Protective efficacy against bovine herpesvirus 1 (BoHV-1) has been demonstrated to be induced by a plasmid encoding bovine neutrophil beta-defensin 3 (BNBD3) as a fusion construct with truncated glycoprotein D (tgD). However, in spite of the increased cell-mediated immune responses induced by this DNA vaccine, the clinical responses of BoHV-1-challenged cattle were not reduced over those observed in animals vaccinated with the plasmid encoding tgD alone; this might have been because the vaccine failed to improve humoral responses. We hypothesized that an alternative vaccine design strategy that utilized the DNA vaccine pMASIA-tgD as a complex with BNBD3 might improve humoral responses while maintaining robust Th1-type cell-mediated responses. C57BL/6 mice were vaccinated with pMASIA-tgD complexed with 0, 0.01875, 0.1875, or 1.875 nmol of a stable synthesized analog of BNBD3 (aBNBD3). The best results were seen in mice immunized with the vaccine composed of pMASIA-tgD complexed to 0.1875 nmol aBNBD3. In this group, humoral responses were improved, as evidenced by increased virus neutralization, tgD-specific early IgG1, and later IgG2a titers, while the strong cell-mediated immune responses, measured based on specific gamma interferon (IFN-γ)-secreting cells, were maintained relative to pMASIA-tgD. Modulation of the immune response might have been due in part to the effect of BNBD3 on dendritic cells (DCs).

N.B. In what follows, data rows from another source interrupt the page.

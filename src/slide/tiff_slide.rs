//! Decoder for JPEG-compressed pyramidal TIFF and Aperio SVS files.
//!
//! Region reads are assembled from the file's native tiles: every tile that
//! intersects the window is fetched with one range read, JPEG-decoded
//! (merging `JPEGTables` for abbreviated streams) and copied into place.
//! A small LRU of decoded native tiles absorbs the re-reads caused by tile
//! grids that do not line up with the file's own tiling; its size is a fixed
//! entry count, so memory stays independent of the slide size.

use std::num::NonZeroUsize;
use std::path::Path;
use std::sync::Arc;

use async_trait::async_trait;
use image::{ImageFormat, RgbImage};
use lru::LruCache;
use tokio::sync::Mutex;
use tracing::debug;

use crate::error::SlideError;
use crate::format::{prepare_tile_jpeg, PyramidLevel, TiffPyramid, TileTable};
use crate::io::{LocalFileReader, RangeReader};

use super::decoder::{LevelInfo, SlideDecoder};

/// Default number of decoded native tiles kept per slide.
pub const DEFAULT_DECODED_TILE_CACHE: usize = 16;

/// (level, tile_x, tile_y)
type NativeTileKey = (usize, u32, u32);

struct TiffLevel {
    geometry: PyramidLevel,
    table: TileTable,
}

/// A tiled TIFF/SVS slide opened for region reads.
pub struct TiffSlide<R: RangeReader = LocalFileReader> {
    reader: R,
    levels: Vec<TiffLevel>,
    infos: Vec<LevelInfo>,
    description: Option<String>,
    cache: Option<Mutex<LruCache<NativeTileKey, Arc<RgbImage>>>>,
}

impl TiffSlide<LocalFileReader> {
    /// Open a slide file from local disk.
    pub async fn open(path: impl AsRef<Path>) -> Result<Self, SlideError> {
        let reader = LocalFileReader::open(path).await?;
        Self::from_reader(reader).await
    }
}

impl<R: RangeReader> TiffSlide<R> {
    /// Parse the pyramid and load the tile tables of every level.
    pub async fn from_reader(reader: R) -> Result<Self, SlideError> {
        let TiffPyramid {
            header,
            levels: geometries,
            description,
        } = TiffPyramid::parse(&reader).await?;

        let mut levels = Vec::with_capacity(geometries.len());
        for geometry in geometries {
            let table = TileTable::load(&reader, &header, &geometry).await?;
            levels.push(TiffLevel { geometry, table });
        }

        let infos = levels
            .iter()
            .map(|l| LevelInfo::new(l.geometry.width, l.geometry.height, l.geometry.downsample))
            .collect::<Vec<_>>();

        debug!(
            slide = reader.identifier(),
            levels = infos.len(),
            bigtiff = header.is_bigtiff,
            "Opened pyramidal TIFF"
        );

        let cache = NonZeroUsize::new(DEFAULT_DECODED_TILE_CACHE).map(|c| Mutex::new(LruCache::new(c)));

        Ok(Self {
            reader,
            levels,
            infos,
            description,
            cache,
        })
    }

    /// Set the number of decoded native tiles to keep (0 disables caching).
    pub fn with_tile_cache(mut self, capacity: usize) -> Self {
        self.cache = NonZeroUsize::new(capacity).map(|c| Mutex::new(LruCache::new(c)));
        self
    }

    /// ImageDescription of the first IFD, if any.
    pub fn description(&self) -> Option<&str> {
        self.description.as_deref()
    }

    /// Whether the file carries Aperio SVS metadata.
    pub fn is_aperio(&self) -> bool {
        self.description().is_some_and(|d| d.starts_with("Aperio"))
    }

    /// Native tile size of a level.
    pub fn native_tile_size(&self, level: usize) -> Option<(u32, u32)> {
        self.levels
            .get(level)
            .map(|l| (l.geometry.tile_width, l.geometry.tile_height))
    }

    async fn cached_tile(
        &self,
        level: usize,
        tile_x: u32,
        tile_y: u32,
    ) -> Result<Arc<RgbImage>, SlideError> {
        let key = (level, tile_x, tile_y);
        if let Some(cache) = &self.cache {
            if let Some(tile) = cache.lock().await.get(&key) {
                return Ok(Arc::clone(tile));
            }
        }

        let tile = Arc::new(self.decode_tile(level, tile_x, tile_y).await?);

        if let Some(cache) = &self.cache {
            cache.lock().await.put(key, Arc::clone(&tile));
        }
        Ok(tile)
    }

    async fn decode_tile(&self, level: usize, tile_x: u32, tile_y: u32) -> Result<RgbImage, SlideError> {
        let decode_error = |message: String| SlideError::Decode {
            level,
            tile_x,
            tile_y,
            message,
        };

        let TiffLevel { geometry, table } = &self.levels[level];
        let location = geometry
            .tile_index(tile_x, tile_y)
            .and_then(|index| table.location(index))
            .ok_or_else(|| decode_error("tile outside the level grid".to_string()))?;

        // Sparse files leave never-written tiles with a zero byte count
        let (offset, length) = location;
        if length == 0 {
            return Ok(RgbImage::new(geometry.tile_width, geometry.tile_height));
        }

        let raw = self.reader.read_exact_at(offset, length as usize).await?;
        let jpeg = prepare_tile_jpeg(table.jpeg_tables(), raw);

        let decoded = image::load_from_memory_with_format(&jpeg, ImageFormat::Jpeg)
            .map_err(|e| decode_error(e.to_string()))?
            .to_rgb8();

        if decoded.dimensions() != (geometry.tile_width, geometry.tile_height) {
            return Err(decode_error(format!(
                "decoded {}x{}, expected {}x{}",
                decoded.width(),
                decoded.height(),
                geometry.tile_width,
                geometry.tile_height
            )));
        }
        Ok(decoded)
    }
}

#[async_trait]
impl<R: RangeReader> SlideDecoder for TiffSlide<R> {
    fn levels(&self) -> &[LevelInfo] {
        &self.infos
    }

    fn identifier(&self) -> &str {
        self.reader.identifier()
    }

    async fn read_region(
        &self,
        level: usize,
        x: u32,
        y: u32,
        width: u32,
        height: u32,
    ) -> Result<RgbImage, SlideError> {
        self.check_region(level, x, y, width, height)?;

        let mut region = RgbImage::new(width, height);
        if width == 0 || height == 0 {
            return Ok(region);
        }

        let geometry = &self.levels[level].geometry;
        let (tile_width, tile_height) = (geometry.tile_width, geometry.tile_height);
        let (first_x, last_x) = (x / tile_width, (x + width - 1) / tile_width);
        let (first_y, last_y) = (y / tile_height, (y + height - 1) / tile_height);

        for tile_y in first_y..=last_y {
            for tile_x in first_x..=last_x {
                let tile = self.cached_tile(level, tile_x, tile_y).await?;
                let dx = tile_x as i64 * tile_width as i64 - x as i64;
                let dy = tile_y as i64 * tile_height as i64 - y as i64;
                image::imageops::replace(&mut region, tile.as_ref(), dx, dy);
            }
        }

        Ok(region)
    }
}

In vitro studies showed that murine bone marrow-derived DCs (BMDCs) pretreated with aBNBD3 were activated, as evidenced by CD11c downregulation, and were functionally mature, as shown by increased allostimulatory ability. Native, synthetic, and analog forms of BNBD3 were equally capable of inducing functional maturation of BMDCs.

摘要

编码牛中性粒细胞β-防御素3(BNBD3)与截短的糖蛋白D(tgD)融合构建体的质粒已被证明可诱导对牛疱疹病毒1型(BoHV-1)的保护效力。然而,尽管这种DNA疫苗诱导的细胞介导免疫反应有所增强,但与仅接种编码tgD的质粒的动物相比,BoHV-1攻击的牛的临床反应并未降低;这可能是因为该疫苗未能改善体液反应。我们推测,一种利用DNA疫苗pMASIA-tgD与BNBD3形成复合物的替代疫苗设计策略,可能在维持强大的Th1型细胞介导反应的同时改善体液反应。用与0、0.01875、0.1875或1.875 nmol稳定合成的BNBD3类似物(aBNBD3)复合的pMASIA-tgD对C57BL/6小鼠进行免疫接种。在用与0.1875 nmol aBNBD3复合的pMASIA-tgD组成的疫苗免疫的小鼠中观察到了最佳结果。在该组中,体液反应得到改善,病毒中和、tgD特异性早期IgG1和后期IgG2a滴度增加证明了这一点,同时相对于pMASIA-tgD,基于分泌特异性γ干扰素(IFN-γ)的细胞测量的强大细胞介导免疫反应得以维持。免疫反应的调节可能部分归因于BNBD3对树突状细胞(DCs)的作用。体外研究表明,用aBNBD3预处理的小鼠骨髓来源DCs(BMDCs)被激活,CD11c下调证明了这一点,并且其功能成熟,同种异体刺激能力增强表明了这一点。BNBD3的天然、合成和类似物形式同样能够诱导BMDCs的功能成熟。